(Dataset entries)
┄┄┄┄┄┄

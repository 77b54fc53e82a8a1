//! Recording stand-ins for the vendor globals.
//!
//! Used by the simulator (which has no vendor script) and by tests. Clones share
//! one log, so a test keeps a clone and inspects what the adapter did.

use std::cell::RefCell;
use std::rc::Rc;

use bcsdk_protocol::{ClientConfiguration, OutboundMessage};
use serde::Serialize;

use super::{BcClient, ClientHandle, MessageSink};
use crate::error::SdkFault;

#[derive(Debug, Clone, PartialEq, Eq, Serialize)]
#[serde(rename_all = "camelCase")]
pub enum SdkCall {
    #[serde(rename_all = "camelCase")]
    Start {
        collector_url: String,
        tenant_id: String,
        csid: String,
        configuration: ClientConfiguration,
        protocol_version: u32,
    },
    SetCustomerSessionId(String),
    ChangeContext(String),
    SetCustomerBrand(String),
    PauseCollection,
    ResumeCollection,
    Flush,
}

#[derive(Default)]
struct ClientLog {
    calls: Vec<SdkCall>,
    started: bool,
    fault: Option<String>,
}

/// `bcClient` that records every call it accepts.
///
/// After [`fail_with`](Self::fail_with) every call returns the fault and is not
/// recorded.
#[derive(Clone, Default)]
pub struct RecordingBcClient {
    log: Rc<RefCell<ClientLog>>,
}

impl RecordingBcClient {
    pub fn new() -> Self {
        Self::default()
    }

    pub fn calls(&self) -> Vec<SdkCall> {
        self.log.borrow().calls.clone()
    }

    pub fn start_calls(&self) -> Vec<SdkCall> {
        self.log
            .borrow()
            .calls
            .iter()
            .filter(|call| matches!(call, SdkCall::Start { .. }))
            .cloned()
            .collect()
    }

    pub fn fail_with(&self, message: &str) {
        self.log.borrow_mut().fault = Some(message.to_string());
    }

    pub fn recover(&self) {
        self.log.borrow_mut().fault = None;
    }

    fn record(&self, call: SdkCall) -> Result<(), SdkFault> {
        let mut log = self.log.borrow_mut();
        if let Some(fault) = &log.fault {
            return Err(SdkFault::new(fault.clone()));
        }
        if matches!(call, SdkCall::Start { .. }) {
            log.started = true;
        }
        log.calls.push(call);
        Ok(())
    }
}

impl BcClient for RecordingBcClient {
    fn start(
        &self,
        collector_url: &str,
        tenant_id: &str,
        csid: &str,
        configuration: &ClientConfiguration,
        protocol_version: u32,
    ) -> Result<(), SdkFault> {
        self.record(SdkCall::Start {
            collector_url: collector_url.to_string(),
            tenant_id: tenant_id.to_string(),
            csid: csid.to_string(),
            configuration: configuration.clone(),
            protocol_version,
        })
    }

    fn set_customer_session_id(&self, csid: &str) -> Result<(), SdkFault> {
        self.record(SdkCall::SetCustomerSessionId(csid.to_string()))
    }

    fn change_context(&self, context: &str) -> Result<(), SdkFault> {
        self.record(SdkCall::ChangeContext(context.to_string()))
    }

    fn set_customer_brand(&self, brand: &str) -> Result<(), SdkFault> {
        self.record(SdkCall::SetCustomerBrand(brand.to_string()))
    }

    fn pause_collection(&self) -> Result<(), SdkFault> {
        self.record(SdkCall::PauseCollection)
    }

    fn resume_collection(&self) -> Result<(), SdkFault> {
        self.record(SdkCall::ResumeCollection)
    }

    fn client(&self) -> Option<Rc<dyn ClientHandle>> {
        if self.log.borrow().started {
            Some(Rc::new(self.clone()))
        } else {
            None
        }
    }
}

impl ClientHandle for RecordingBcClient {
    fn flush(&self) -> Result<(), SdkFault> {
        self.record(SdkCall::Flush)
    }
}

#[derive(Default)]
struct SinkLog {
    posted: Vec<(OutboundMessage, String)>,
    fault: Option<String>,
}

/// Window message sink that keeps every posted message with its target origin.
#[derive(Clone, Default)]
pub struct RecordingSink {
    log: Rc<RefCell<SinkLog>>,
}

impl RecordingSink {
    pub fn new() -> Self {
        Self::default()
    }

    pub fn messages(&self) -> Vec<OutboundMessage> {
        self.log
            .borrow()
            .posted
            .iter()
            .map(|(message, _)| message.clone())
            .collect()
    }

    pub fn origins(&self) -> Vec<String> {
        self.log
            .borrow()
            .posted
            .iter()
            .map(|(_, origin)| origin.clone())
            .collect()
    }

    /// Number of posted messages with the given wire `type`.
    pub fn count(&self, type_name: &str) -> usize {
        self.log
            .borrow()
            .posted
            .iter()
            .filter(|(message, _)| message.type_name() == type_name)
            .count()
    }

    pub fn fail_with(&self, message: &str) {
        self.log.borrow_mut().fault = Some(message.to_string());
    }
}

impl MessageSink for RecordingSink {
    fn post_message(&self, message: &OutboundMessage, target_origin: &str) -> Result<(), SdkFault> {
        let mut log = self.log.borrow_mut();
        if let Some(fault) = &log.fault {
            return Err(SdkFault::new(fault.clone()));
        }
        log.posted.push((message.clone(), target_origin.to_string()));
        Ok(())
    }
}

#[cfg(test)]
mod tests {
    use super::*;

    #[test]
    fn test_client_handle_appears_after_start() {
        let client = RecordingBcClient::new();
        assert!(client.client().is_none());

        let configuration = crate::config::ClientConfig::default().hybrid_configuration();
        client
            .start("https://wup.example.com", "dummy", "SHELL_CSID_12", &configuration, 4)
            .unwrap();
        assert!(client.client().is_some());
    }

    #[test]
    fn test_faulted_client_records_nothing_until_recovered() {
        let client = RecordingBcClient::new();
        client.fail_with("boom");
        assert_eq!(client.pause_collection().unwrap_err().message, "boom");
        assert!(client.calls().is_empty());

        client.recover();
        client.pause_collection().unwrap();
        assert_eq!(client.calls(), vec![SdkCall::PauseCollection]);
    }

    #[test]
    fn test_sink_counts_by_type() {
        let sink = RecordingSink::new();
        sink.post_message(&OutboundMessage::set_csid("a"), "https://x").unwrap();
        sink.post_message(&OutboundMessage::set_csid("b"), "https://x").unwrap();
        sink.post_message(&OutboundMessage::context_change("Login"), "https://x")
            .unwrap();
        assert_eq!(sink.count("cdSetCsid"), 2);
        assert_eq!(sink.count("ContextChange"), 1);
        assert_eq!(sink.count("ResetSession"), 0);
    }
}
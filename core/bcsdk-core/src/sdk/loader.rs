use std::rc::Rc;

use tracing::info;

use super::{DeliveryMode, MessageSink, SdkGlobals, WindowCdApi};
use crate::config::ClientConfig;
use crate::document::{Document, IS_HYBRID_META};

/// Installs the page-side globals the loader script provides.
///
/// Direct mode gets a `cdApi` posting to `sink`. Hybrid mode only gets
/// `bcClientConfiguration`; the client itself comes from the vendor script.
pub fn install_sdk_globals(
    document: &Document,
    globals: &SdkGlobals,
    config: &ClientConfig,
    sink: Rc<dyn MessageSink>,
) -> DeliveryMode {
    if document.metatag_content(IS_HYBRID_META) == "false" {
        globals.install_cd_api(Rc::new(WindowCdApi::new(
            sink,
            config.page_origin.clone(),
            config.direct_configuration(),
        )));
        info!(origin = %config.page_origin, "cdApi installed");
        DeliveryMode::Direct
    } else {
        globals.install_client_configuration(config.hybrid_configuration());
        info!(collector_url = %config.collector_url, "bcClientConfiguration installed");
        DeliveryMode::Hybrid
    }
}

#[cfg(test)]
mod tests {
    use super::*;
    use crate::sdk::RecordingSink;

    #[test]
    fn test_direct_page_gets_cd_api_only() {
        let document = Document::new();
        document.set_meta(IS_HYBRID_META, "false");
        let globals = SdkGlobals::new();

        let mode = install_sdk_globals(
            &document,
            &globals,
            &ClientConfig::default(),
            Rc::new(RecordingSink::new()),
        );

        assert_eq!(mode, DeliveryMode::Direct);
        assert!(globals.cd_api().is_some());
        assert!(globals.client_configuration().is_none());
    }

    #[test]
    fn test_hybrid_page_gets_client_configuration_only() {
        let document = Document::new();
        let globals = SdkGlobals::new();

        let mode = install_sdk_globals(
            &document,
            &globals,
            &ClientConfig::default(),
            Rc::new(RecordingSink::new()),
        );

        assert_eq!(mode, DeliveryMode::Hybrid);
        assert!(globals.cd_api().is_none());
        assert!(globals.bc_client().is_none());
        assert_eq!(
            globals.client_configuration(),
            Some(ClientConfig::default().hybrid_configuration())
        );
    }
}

┄┄┄┄┄┄

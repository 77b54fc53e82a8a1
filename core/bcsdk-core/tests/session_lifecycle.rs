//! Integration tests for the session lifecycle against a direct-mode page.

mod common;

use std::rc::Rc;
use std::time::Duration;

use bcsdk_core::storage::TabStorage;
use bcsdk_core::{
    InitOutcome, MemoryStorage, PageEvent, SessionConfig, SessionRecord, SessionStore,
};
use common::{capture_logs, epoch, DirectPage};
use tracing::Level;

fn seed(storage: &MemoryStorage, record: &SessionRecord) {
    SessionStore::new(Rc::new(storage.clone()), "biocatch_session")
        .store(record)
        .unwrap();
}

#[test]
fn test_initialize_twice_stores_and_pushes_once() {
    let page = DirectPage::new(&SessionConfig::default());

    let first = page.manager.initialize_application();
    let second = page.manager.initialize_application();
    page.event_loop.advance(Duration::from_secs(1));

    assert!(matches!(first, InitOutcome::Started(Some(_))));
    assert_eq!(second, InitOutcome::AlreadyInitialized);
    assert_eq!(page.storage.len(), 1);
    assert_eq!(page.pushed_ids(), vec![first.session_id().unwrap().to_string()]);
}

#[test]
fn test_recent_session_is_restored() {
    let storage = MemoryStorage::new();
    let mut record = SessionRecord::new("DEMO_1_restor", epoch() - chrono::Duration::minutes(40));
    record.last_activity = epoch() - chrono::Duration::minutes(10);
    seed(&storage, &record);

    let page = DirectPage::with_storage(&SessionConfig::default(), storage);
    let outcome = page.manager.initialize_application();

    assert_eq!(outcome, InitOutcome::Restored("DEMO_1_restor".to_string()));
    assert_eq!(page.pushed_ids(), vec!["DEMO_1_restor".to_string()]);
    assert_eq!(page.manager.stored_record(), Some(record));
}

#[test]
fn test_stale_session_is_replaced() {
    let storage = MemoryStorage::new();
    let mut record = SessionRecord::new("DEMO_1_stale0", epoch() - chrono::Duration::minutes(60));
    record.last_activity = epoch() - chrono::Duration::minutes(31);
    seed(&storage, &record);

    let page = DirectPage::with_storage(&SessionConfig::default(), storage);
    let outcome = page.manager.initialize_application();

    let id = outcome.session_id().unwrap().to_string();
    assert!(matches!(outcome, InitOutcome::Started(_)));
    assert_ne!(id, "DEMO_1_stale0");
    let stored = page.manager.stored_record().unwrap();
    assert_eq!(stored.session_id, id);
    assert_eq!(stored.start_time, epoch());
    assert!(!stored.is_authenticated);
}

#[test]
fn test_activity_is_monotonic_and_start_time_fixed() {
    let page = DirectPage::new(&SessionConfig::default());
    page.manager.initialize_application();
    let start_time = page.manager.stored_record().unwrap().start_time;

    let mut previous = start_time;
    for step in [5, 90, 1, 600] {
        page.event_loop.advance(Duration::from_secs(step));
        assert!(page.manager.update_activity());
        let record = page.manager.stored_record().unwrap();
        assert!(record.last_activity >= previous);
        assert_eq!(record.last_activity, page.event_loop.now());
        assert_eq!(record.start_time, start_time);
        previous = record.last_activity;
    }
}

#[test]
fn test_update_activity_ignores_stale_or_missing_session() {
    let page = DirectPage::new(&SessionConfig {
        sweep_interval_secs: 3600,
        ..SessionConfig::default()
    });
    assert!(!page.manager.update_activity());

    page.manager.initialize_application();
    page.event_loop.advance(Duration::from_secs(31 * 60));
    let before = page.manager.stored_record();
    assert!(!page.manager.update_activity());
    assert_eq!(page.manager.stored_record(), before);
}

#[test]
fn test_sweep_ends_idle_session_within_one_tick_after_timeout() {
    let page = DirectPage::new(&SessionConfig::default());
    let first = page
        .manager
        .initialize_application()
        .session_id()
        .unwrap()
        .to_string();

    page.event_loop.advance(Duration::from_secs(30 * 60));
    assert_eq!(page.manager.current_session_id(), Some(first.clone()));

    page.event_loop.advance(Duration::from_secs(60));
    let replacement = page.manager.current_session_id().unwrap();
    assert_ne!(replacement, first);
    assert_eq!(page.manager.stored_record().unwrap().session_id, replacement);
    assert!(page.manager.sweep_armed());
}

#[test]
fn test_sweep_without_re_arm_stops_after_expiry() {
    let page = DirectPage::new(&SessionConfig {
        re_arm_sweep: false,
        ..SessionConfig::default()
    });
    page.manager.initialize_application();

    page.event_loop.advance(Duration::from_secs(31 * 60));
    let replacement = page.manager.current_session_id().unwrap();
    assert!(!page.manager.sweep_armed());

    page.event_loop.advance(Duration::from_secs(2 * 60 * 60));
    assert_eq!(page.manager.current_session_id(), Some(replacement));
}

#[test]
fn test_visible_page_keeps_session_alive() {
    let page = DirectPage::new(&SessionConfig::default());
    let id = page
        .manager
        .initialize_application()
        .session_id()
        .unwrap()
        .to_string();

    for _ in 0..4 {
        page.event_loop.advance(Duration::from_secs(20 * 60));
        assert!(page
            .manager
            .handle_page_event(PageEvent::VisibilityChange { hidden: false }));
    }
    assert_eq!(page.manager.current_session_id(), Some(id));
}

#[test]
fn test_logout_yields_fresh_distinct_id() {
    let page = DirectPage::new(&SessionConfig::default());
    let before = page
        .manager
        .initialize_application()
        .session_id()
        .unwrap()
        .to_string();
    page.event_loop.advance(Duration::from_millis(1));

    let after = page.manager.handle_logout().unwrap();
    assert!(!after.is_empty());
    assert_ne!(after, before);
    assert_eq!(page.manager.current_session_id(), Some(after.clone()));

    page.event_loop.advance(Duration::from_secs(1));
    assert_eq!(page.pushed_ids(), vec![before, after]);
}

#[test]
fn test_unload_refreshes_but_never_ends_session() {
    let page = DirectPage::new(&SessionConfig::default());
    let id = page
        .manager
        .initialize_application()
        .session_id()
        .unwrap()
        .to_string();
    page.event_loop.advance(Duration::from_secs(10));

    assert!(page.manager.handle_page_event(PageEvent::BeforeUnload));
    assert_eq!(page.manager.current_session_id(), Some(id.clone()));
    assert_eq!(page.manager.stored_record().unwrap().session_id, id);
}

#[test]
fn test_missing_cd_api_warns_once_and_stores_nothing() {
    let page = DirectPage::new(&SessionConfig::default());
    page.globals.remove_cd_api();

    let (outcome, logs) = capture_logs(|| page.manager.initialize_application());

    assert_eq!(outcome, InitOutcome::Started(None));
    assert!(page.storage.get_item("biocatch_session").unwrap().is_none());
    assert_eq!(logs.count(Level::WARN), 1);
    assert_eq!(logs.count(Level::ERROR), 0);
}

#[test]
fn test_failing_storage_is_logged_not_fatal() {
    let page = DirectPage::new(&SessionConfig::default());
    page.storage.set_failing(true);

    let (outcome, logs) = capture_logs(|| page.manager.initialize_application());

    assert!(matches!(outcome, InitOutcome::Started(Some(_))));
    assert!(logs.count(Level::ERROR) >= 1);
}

┄┄┄┄┄┄

■ The task
If a line in the entries holds the string "replacement", copy it.

■ Exercise solution
    let replacement = page.manager.current_session_id().unwrap();
    assert_ne!(replacement, first);
    assert_eq!(page.manager.stored_record().unwrap().session_id, replacement);
    let replacement = page.manager.current_session_id().unwrap();
    assert_eq!(page.manager.current_session_id(), Some(replacement));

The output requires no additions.